Oggettificazione degli Uomini e delle Donne nella nostra società

January 16, 2018

 

Nella società attuale, attraverso i sistemi educativi, mediatici ed attraverso le nostre culture, stiamo creando una generazione di donne e uomini oggettificati e schiavizzati in ruoli specifici.

 

Fin da piccoli agli uomini viene insegnato a reprimere la propria sensibilità, a non ascoltare le proprie emozioni o il proprio cuore, a diventare freddi, macchinosi, ed a preoccuparsi principalmente di obiettivi materiali e superficiali. Viene imposto loro un modello predatorio sia del mondo sia nelle relazioni dove la conquista spietata priva di coscienza e' incoraggiata. L'uomo sensibile e cosciente viene visto come debole e difettoso e viene deriso, anziché apprezzato per le sue qualità. All'uomo viene strappato il diritto di poter esprimere il suo dolore, se viene violato o abusato, venendo tale espressione definita come debole e non maschile.

 

Alle donne fin da piccole viene insegnata la sottomissione, viene insegnato loro a mettersi da parte, a non esprimersi a non agire seguendo il proprio cuore. Viene imposto loro di chinarsi e diventare oggetto di piacere e di servizio o riproduzione. Viene insegnato loro di mettere da parte la propria personalità, i propri bisogni, i propri desideri, le proprie idee, le proprie aspirazioni, dando priorità' a quelli degli altri, e per sostenere un sistema gerarchico, opprimente e dominante.

 

L'uomo e' diventato uno strumento di successo, potere e conquista. Nelle relazioni l'uomo diventa la macchina il cui scopo è quello di portare successo materiale nella relazione e di assumersi sulle proprie spalle ogni responsabilità a riguardo.
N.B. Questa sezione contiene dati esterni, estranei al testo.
use rust_decimal::Decimal;
use rust_decimal::prelude::ToPrimitive;

use crate::error::{ChartError, ChartResult};

pub fn decimal_to_f64(value: Decimal, field_name: &str) -> ChartResult<f64> {
    value.to_f64().ok_or_else(|| {
        ChartError::InvalidData(format!("{field_name} cannot be represented as f64"))
    })
}
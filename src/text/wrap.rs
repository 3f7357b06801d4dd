use smallvec::SmallVec;

/// Wraps a short category label onto (at most) two lines.
///
/// Line one starts with the first word and keeps taking interior words while
/// it is shorter than the last word. At the first interior word that does not
/// fit, that word and everything after it, last word included, go onto line
/// two and wrapping stops. Two-word labels always split between the words.
/// Input with fewer than two words is returned unchanged.
///
/// Every word is kept exactly once and in order; words within a line are
/// joined by a space and lines by `\n`. Lengths are counted in chars.
#[must_use]
pub fn break_text(text: &str) -> String {
    let words: SmallVec<[&str; 8]> = text.split_whitespace().collect();
    let [first, interior @ .., last] = words.as_slice() else {
        return text.to_owned();
    };

    let last_len = last.chars().count();
    let mut wrapped = String::with_capacity(text.len() + 1);
    wrapped.push_str(first);
    let mut last_placed = false;
    let mut line_len = first.chars().count();

    for (offset, word) in interior.iter().enumerate() {
        if line_len < last_len {
            wrapped.push(' ');
            wrapped.push_str(word);
            line_len += 1 + word.chars().count();
            continue;
        }

        wrapped.push('\n');
        wrapped.push_str(word);
        for rest in interior[offset + 1..].iter().chain(std::iter::once(last)) {
            wrapped.push(' ');
            wrapped.push_str(rest);
        }
        last_placed = true;
        break;
    }

    if !last_placed {
        wrapped.push('\n');
        wrapped.push_str(last);
    }

    wrapped
}

#[cfg(test)]
mod tests {
    use super::break_text;

    #[test]
    fn short_interior_words_join_the_first_line() {
        assert_eq!(break_text("Team Work Ethic"), "Team Work\nEthic");
    }

    #[test]
    fn long_first_word_pushes_the_rest_to_line_two() {
        assert_eq!(
            break_text("Communication and Team Skills"),
            "Communication\nand Team Skills"
        );
    }

    #[test]
    fn last_word_contained_in_earlier_word_is_still_emitted() {
        assert_eq!(break_text("x abcd abc"), "x abcd\nabc");
        assert_eq!(break_text("ab a"), "ab\na");
    }

    #[test]
    fn empty_and_blank_input_pass_through() {
        assert_eq!(break_text(""), "");
        assert_eq!(break_text("   "), "   ");
    }
}
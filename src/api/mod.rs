mod axis_config;
mod chart_geometry;
mod radial_label_renderer;

pub use axis_config::RadarAxisConfig;
pub use chart_geometry::{DeviceScale, REFERENCE_SCREEN_WIDTH, RadarChartGeometry};
pub use radial_label_renderer::{RadialLabelPlacement, RadialLabelRenderer};
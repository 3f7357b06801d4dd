use tracing::warn;

use crate::core::{Point, Rect, Size};
use crate::error::{ChartError, ChartResult};
use crate::render::{DrawingSurface, TextAttributes};

const DEFAULT_CHAR_WIDTH_RATIO: f64 = 0.6;
const DEFAULT_LINE_HEIGHT_RATIO: f64 = 1.2;

/// One draw call captured by [`RecordingSurface`].
#[derive(Debug, Clone, PartialEq)]
pub enum SurfaceCommand {
    TextAtPoint {
        text: String,
        point: Point,
        attributes: TextAttributes,
    },
    TextInRect {
        text: String,
        rect: Rect,
        attributes: TextAttributes,
    },
}

impl SurfaceCommand {
    #[must_use]
    pub fn text(&self) -> &str {
        match self {
            Self::TextAtPoint { text, .. } | Self::TextInRect { text, .. } => text,
        }
    }

    #[must_use]
    pub fn attributes(&self) -> &TextAttributes {
        match self {
            Self::TextAtPoint { attributes, .. } | Self::TextInRect { attributes, .. } => {
                attributes
            }
        }
    }

    /// Anchor point for point draws, rect origin for rect draws.
    #[must_use]
    pub fn origin(&self) -> Point {
        match self {
            Self::TextAtPoint { point, .. } => *point,
            Self::TextInRect { rect, .. } => rect.origin,
        }
    }
}

/// Headless surface used by tests and hosts without a real backend.
///
/// Text is measured with a fixed per-character advance, so layouts are
/// deterministic. Draw calls outside a pushed context are rejected.
#[derive(Debug)]
pub struct RecordingSurface {
    commands: Vec<SurfaceCommand>,
    depth: usize,
    max_depth: usize,
    push_count: usize,
    char_width_ratio: f64,
    line_height_ratio: f64,
    fail_draws: bool,
}

impl Default for RecordingSurface {
    fn default() -> Self {
        Self {
            commands: Vec::new(),
            depth: 0,
            max_depth: 0,
            push_count: 0,
            char_width_ratio: DEFAULT_CHAR_WIDTH_RATIO,
            line_height_ratio: DEFAULT_LINE_HEIGHT_RATIO,
            fail_draws: false,
        }
    }
}

impl RecordingSurface {
    #[must_use]
    pub fn new() -> Self {
        Self::default()
    }

    /// Advance of one character as a fraction of the font size.
    #[must_use]
    pub fn with_char_width_ratio(mut self, ratio: f64) -> Self {
        self.char_width_ratio = ratio;
        self
    }

    /// Makes every draw call fail with `ChartError::Surface`.
    #[must_use]
    pub fn failing_draws(mut self) -> Self {
        self.fail_draws = true;
        self
    }

    #[must_use]
    pub fn commands(&self) -> &[SurfaceCommand] {
        &self.commands
    }

    #[must_use]
    pub fn into_commands(self) -> Vec<SurfaceCommand> {
        self.commands
    }

    /// Current push depth; zero once every scope has been released.
    #[must_use]
    pub fn depth(&self) -> usize {
        self.depth
    }

    #[must_use]
    pub fn max_depth(&self) -> usize {
        self.max_depth
    }

    #[must_use]
    pub fn push_count(&self) -> usize {
        self.push_count
    }

    pub fn clear(&mut self) {
        self.commands.clear();
    }

    fn char_width(&self, attributes: &TextAttributes) -> f64 {
        attributes.font.size_px * self.char_width_ratio
    }

    fn line_height(&self, attributes: &TextAttributes) -> f64 {
        attributes.font.size_px * self.line_height_ratio
    }

    fn check_draw(&self, point: Point, attributes: &TextAttributes) -> ChartResult<()> {
        if self.depth == 0 {
            return Err(ChartError::Surface(
                "draw issued outside of a pushed context".to_owned(),
            ));
        }
        if self.fail_draws {
            return Err(ChartError::Surface("recording surface draw failure".to_owned()));
        }
        if !point.is_finite() {
            return Err(ChartError::InvalidData(
                "text coordinates must be finite".to_owned(),
            ));
        }
        attributes.font.validate()?;
        attributes.color.validate()
    }
}

impl DrawingSurface for RecordingSurface {
    fn push_context(&mut self) -> ChartResult<()> {
        self.depth += 1;
        self.push_count += 1;
        self.max_depth = self.max_depth.max(self.depth);
        Ok(())
    }

    fn pop_context(&mut self) {
        if self.depth == 0 {
            warn!("pop_context without a matching push");
            return;
        }
        self.depth -= 1;
    }

    fn measure_text(&self, text: &str, attributes: &TextAttributes) -> Size {
        let char_width = self.char_width(attributes);
        let (longest, lines) = text
            .split('\n')
            .fold((0_usize, 0_usize), |(longest, lines), line| {
                (longest.max(line.chars().count()), lines + 1)
            });
        Size::new(
            longest as f64 * char_width,
            lines as f64 * self.line_height(attributes),
        )
    }

    fn measure_text_constrained(
        &self,
        text: &str,
        attributes: &TextAttributes,
        constraint: Size,
    ) -> Size {
        let char_width = self.char_width(attributes);
        let max_width = if constraint.width.is_finite() && constraint.width > 0.0 {
            constraint.width
        } else {
            f64::INFINITY
        };

        let mut widest = 0.0_f64;
        let mut lines = 0_usize;
        for paragraph in text.split('\n') {
            let mut line_width = 0.0_f64;
            lines += 1;
            for word in paragraph.split_whitespace() {
                let word_width = word.chars().count() as f64 * char_width;
                let candidate = if line_width > 0.0 {
                    line_width + char_width + word_width
                } else {
                    word_width
                };
                if line_width > 0.0 && candidate > max_width {
                    widest = widest.max(line_width);
                    lines += 1;
                    line_width = word_width;
                } else {
                    line_width = candidate;
                }
            }
            widest = widest.max(line_width);
        }

        let mut height = lines as f64 * self.line_height(attributes);
        if constraint.height.is_finite() && constraint.height > 0.0 {
            height = height.min(constraint.height);
        }
        Size::new(widest.min(max_width), height)
    }

    fn draw_string_at_point(
        &mut self,
        text: &str,
        point: Point,
        attributes: &TextAttributes,
    ) -> ChartResult<()> {
        self.check_draw(point, attributes)?;
        self.commands.push(SurfaceCommand::TextAtPoint {
            text: text.to_owned(),
            point,
            attributes: attributes.clone(),
        });
        Ok(())
    }

    fn draw_string_in_rect(
        &mut self,
        text: &str,
        rect: Rect,
        attributes: &TextAttributes,
    ) -> ChartResult<()> {
        self.check_draw(rect.origin, attributes)?;
        if !rect.size.is_valid() {
            return Err(ChartError::InvalidData(
                "text rect size must be finite and >= 0".to_owned(),
            ));
        }
        self.commands.push(SurfaceCommand::TextInRect {
            text: text.to_owned(),
            rect,
            attributes: attributes.clone(),
        });
        Ok(())
    }
}
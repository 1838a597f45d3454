use crate::direction::Delta;

/// Grid dimensions. Valid cells are `[0, width) x [0, height)`.
#[derive(Clone, Copy, Debug, Default, PartialEq, Eq)]
pub struct Size {
    pub width: u16,
    pub height: u16,
}

impl Size {
    pub fn new(width: u16, height: u16) -> Self {
        Size { width, height }
    }

    pub fn area(&self) -> usize {
        self.width as usize * self.height as usize
    }

    pub fn contains(&self, cell: Cell) -> bool {
        (0..self.width as i32).contains(&cell.x) && (0..self.height as i32).contains(&cell.y)
    }

    /// Every cell of the grid, row by row.
    pub fn cells(&self) -> impl Iterator<Item = Cell> {
        let width = self.width as i32;
        let height = self.height as i32;
        (0..height).flat_map(move |y| (0..width).map(move |x| Cell { x, y }))
    }
}

/// A grid coordinate. Signed so that a head which has just left the grid can
/// still be represented.
#[derive(Clone, Copy, Debug, PartialEq, Eq, Hash)]
pub struct Cell {
    pub x: i32,
    pub y: i32,
}

impl Cell {
    pub fn new(x: i32, y: i32) -> Self {
        Cell { x, y }
    }

    pub fn offset(&self, delta: Delta) -> Cell {
        Cell {
            x: self.x + delta.x,
            y: self.y + delta.y,
        }
    }
}

impl From<(i32, i32)> for Cell {
    fn from((x, y): (i32, i32)) -> Self {
        Cell { x, y }
    }
}
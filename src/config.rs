use std::time::Duration;

use crate::cell::{Cell, Size};
use crate::direction::{Delta, Direction};

/// Largest accepted grid side. Food placement scans every cell, and the
/// board has to fit a terminal.
pub const MAX_SIDE: u16 = 256;

/// Board and start-position settings for one game.
#[derive(Clone, Debug, PartialEq)]
pub struct GameConfig {
    pub size: Size,
    pub start_head: Cell,
    pub start_direction: Direction,
    pub start_length: usize,
    pub tick_rate: Duration,
}

impl Default for GameConfig {
    fn default() -> Self {
        GameConfig {
            size: Size::new(20, 20),
            start_head: Cell::new(5, 5),
            start_direction: Direction::Right,
            start_length: 3,
            tick_rate: Duration::from_millis(100),
        }
    }
}

impl GameConfig {
    /// Default settings on a custom grid. The start head stays at (5, 5) when
    /// the grid has room for it; on smaller grids it is pulled inside and the
    /// snake is shortened so that it fits with at least one free cell.
    pub fn new(width: u16, height: u16) -> Self {
        let defaults = GameConfig::default();
        let size = Size::new(width, height);

        let x = defaults.start_head.x.min(width.saturating_sub(1) as i32);
        let y = if (height as i32) > defaults.start_head.y {
            defaults.start_head.y
        } else {
            (height / 2) as i32
        };
        let start_length = defaults
            .start_length
            .min(x as usize + 1)
            .min(size.area().saturating_sub(1));

        GameConfig {
            size,
            start_head: Cell::new(x, y),
            start_length,
            ..defaults
        }
    }

    /// Checks that the starting snake fits the grid with room for food.
    pub fn validate(&self) -> Result<(), String> {
        if self.size.width < 2 || self.size.height < 2 {
            return Err(format!(
                "grid must be at least 2x2, got {}x{}",
                self.size.width, self.size.height
            ));
        }

        if self.size.width > MAX_SIDE || self.size.height > MAX_SIDE {
            return Err(format!(
                "grid must be at most {}x{}, got {}x{}",
                MAX_SIDE, MAX_SIDE, self.size.width, self.size.height
            ));
        }

        if self.start_length == 0 {
            return Err("start_length must be positive".to_string());
        }

        if self.start_length >= self.size.area() {
            return Err(format!(
                "start_length {} leaves no room for food on a {}x{} grid",
                self.start_length, self.size.width, self.size.height
            ));
        }

        let back: Delta = self.start_direction.opposite().into();
        let mut cell = self.start_head;
        for _ in 0..self.start_length {
            if !self.size.contains(cell) {
                return Err(format!(
                    "starting snake leaves the grid at ({}, {})",
                    cell.x, cell.y
                ));
            }
            cell = cell.offset(back);
        }

        if self.tick_rate.is_zero() {
            return Err("tick_rate must be non-zero".to_string());
        }

        Ok(())
    }
}
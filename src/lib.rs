//! Grid snake: a single-player snake game on a fixed-size grid.
//!
//! The state-update rules (`snek`, `food`, `game`) have no terminal or I/O
//! dependencies. `input`, `render` and `app` are the terminal front-end.

pub mod app;
pub mod cell;
pub mod config;
pub mod direction;
pub mod food;
pub mod game;
pub mod input;
pub mod render;
pub mod snek;

pub use cell::{Cell, Size};
pub use config::GameConfig;
pub use direction::{Delta, Direction};
pub use game::{Collision, Game, Status, StepResult};
pub use snek::Snek;
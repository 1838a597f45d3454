use crossterm::event::{KeyCode, KeyEvent, KeyEventKind, KeyModifiers};

use crate::direction::Direction;

#[derive(Clone, Copy, Debug, PartialEq, Eq)]
pub enum Command {
    Steer(Direction),
    Quit,
    None,
}

/// Maps key presses to game commands.
#[derive(Debug, Default)]
pub struct InputHandler;

impl InputHandler {
    pub fn new() -> Self {
        InputHandler
    }

    pub fn handle_key_event(&self, key: KeyEvent) -> Command {
        // Releases and auto-repeats would re-send the last turn
        if key.kind != KeyEventKind::Press {
            return Command::None;
        }

        if key.modifiers.contains(KeyModifiers::CONTROL) && key.code == KeyCode::Char('c') {
            return Command::Quit;
        }

        match key.code {
            KeyCode::Up | KeyCode::Char('w') | KeyCode::Char('W') => {
                Command::Steer(Direction::Up)
            }
            KeyCode::Down | KeyCode::Char('s') | KeyCode::Char('S') => {
                Command::Steer(Direction::Down)
            }
            KeyCode::Left | KeyCode::Char('a') | KeyCode::Char('A') => {
                Command::Steer(Direction::Left)
            }
            KeyCode::Right | KeyCode::Char('d') | KeyCode::Char('D') => {
                Command::Steer(Direction::Right)
            }
            KeyCode::Char('q') | KeyCode::Char('Q') | KeyCode::Esc => Command::Quit,
            _ => Command::None,
        }
    }
}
L'uomo si oggettifica nella maniera più disumana diventando strumento di guerra e combattimento, riducendosi ad una pedina di un gioco spietato e sadico, nel quale la sua vita e' la vincita o perdita su di una scacchiera a dimensioni umane. La donna sopprime il proprio corpo sottoponendolo a crudeli restrizioni per soddisfare aspettative di vario tipo, reprime il proprio desiderio sessuale, il proprio piacere sessuale per diventare oggetto di conquista sessuale dell'uomo.

 

 

L'uomo reprime la sua capacità primaria di sentire ed esprimere le emozioni, che diventano un mondo occulto è sconosciuto per lui, impara quindi a non sentire neanche le emozioni degli altri distaccandosi dalla sua umanità e reprimendo la sua empatia. Diventa capace di crudeltà di ogni tipo ed e' disposto a sacrificare e a creare sofferenza nelle altre creature viventi e nel mondo per ottenere i suoi scopi. La donna diventa testimone silenziosa e sostenitrice di questa strage appoggiandola e sostenendo la nel suo ruolo di pedina sottomessa senza voce e senza libertà di espressione.

 

Questo è il mondo malato che stiamo creando, un mondo dagli obiettivi macchinosi, superficiali e poco umani, che sta portando alla nostra distruzione perché non possiamo chiudere un'occhio, e distruggere ciò che c'è intorno senza distruggere noi stessi. Non possiamo nuocere qualcosa al di fuori di noi senza nuocere a noi stessi. Distruggendo il nostro pianeta, distaccati dal nostro cuore, sfruttando gli altri animali, le piante, reprimendo le popolazioni più' indigene, stiamo distruggendo noi stessi. Stiamo creando la nostra estinzione.  

 

In un'ironia incredibile della sorte questa energia maschile e femminile tossica si stanno manifestando in una creazione che si sta sviluppando molto velocemente negli ultimi anni, una creazione della tecnologia e della nostra immaginazione e delle nostre capacità scientifiche. Con la scusante di risolvere i problemi del mondo, i più' grandi colossi tecnologici del mondo stanno facendo una corsa per riuscire a creare per primi una ASI (una super intelligenza artificiale). Gia' oggi l'intelligenza artificiale sta controllando il nostro mondo: manovrando le elezioni politiche, sfruttando i nostri dati su internet e decidendo cosa mostrare nel nostro browser. Ma ad un certo punto questa entità potrebbe superare ogni nostra capacita', e gli esperti non sanno In che direzione questo prenderà. Una cosa è certa: se continuiamo a creare nello stesso spirito con cui stiamo creando adesso, distaccati dalla nostra umanità' e con lo scopo di riempire i nostri ego, un'essere fatto di calcolo e di mente con l'obbiettivo di conquistare e di raggiungere i suoi obiettivi ed i suoi scopi non e' una realtà' molto lontana. E ironicamente, uno dei possibili scenari di questo essere sarà proprio la distruzione dell'umanità.